Mereka terlihat seperti kutu, berwarna hitam, dengan mata majemuk merah yang tersebar merata di setiap bagian tubuh.

Pekikan itu naik dan turun seperti sebuah konser yang aneh. Kota yang sunyi menjadi hidup pada saat itu.

Mereka membuka mulut mereka dan mulut silinder mereka penuh dengan taring bergerigi.

Serangga laut yang akhirnya tidak bisa menahan diri menggulung perutnya dan meluncur ke arah Lu Yan.

Cahaya pedang menyala dan terjalin dengan cahaya bulan.

Serangga laut setinggi hampir satu meter itu dipotong menjadi dua bagian, memuntahkan darah biru tua segar, tapi ini baru permulaan.

Ratusan polutan melesat seperti belalang, menutupi langit.

Mereka keluar dari segala sisi, mata majemuk mereka bersinar aneh. Dan ini hanyalah puncak gunung es di antara para polutan di R’lyeh.

Melihat ke bawah dari atas, tempat ini hampir tenggelam oleh kawanan serangga yang gelap.

Sebuah tirai cahaya tipis yang hampir tak terlihat menyelimuti Tang Xun’an sebagai pusatnya, dengan radius 100 meter, menjulang dari permukaan tanah.

Serangga laut menembus tirai cahaya. Mereka mula-mula dengan cepat mengembang, seperti buah yang matang. Kemudian daging di seluruh tubuhnya mengerut seperti teripang setelah terpapar sinar matahari, dan tak lama kemudian, cangkang keras mereka berangsur-angsur memutih.

Serangga laut kehilangan vitalitasnya dan jatuh ke tanah. Bahkan, kecepatan pembusukan bangkai serangga laut itu pun luar biasa cepat.

Dalam momen singkat ini, monster itu menghabiskan hidupnya dengan aliran waktu yang luar biasa.

[Kemampuan 3 – Waktu]

Waktu yang menghancurkan segalanya dengan cepat maju tanpa henti.

Tang Xun’an tidak lagi melirik mereka, tapi sebaliknya, di bawah selubung tirai cahaya, dia membawa Lu Yan maju ke depan.

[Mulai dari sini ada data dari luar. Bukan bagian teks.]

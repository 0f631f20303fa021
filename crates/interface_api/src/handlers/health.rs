//! Health check handlers

use axum::{extract::State, http::StatusCode, Json};
use futures::future::join_all;
use serde::Serialize;

use core_kernel::{AdapterHealth, HealthCheckResult};

use crate::AppState;

#[derive(Serialize)]
pub struct HealthResponse {
    pub status: String,
    pub version: String,
    #[serde(skip_serializing_if = "Vec::is_empty")]
    pub adapters: Vec<HealthCheckResult>,
}

/// Liveness: the process is serving requests
pub async fn health_check() -> Json<HealthResponse> {
    Json(HealthResponse {
        status: "healthy".to_string(),
        version: env!("CARGO_PKG_VERSION").to_string(),
        adapters: Vec::new(),
    })
}

/// Readiness: every storage adapter answers
pub async fn readiness_check(
    State(state): State<AppState>,
) -> (StatusCode, Json<HealthResponse>) {
    let adapters = join_all(state.probes.iter().map(|probe| probe.health_check())).await;
    let ready = adapters
        .iter()
        .all(|result| result.status != AdapterHealth::Unhealthy);

    let (code, status) = if ready {
        (StatusCode::OK, "ready")
    } else {
        (StatusCode::SERVICE_UNAVAILABLE, "unavailable")
    };
    (
        code,
        Json(HealthResponse {
            status: status.to_string(),
            version: env!("CARGO_PKG_VERSION").to_string(),
            adapters,
        }),
    )
}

Kemampuan regenerasi Lu Yan sama sekali tidak efektif, atau lebih tepatnya, ini adalah luka yang tidak dapat diperbaiki oleh regenerasi, dan darah masih mengalir dengan aliran yang stabil.

Dia merasa darah itu tidak boleh disia-siakan, terutama karena begitu banyak polutan yang menginginkannya, tidak mau membiarkan pihak luar mendapat manfaat.

Lu Yan mengoleskan darah di bibir pucat Tang Xun’an, lalu tiba-tiba tersenyum.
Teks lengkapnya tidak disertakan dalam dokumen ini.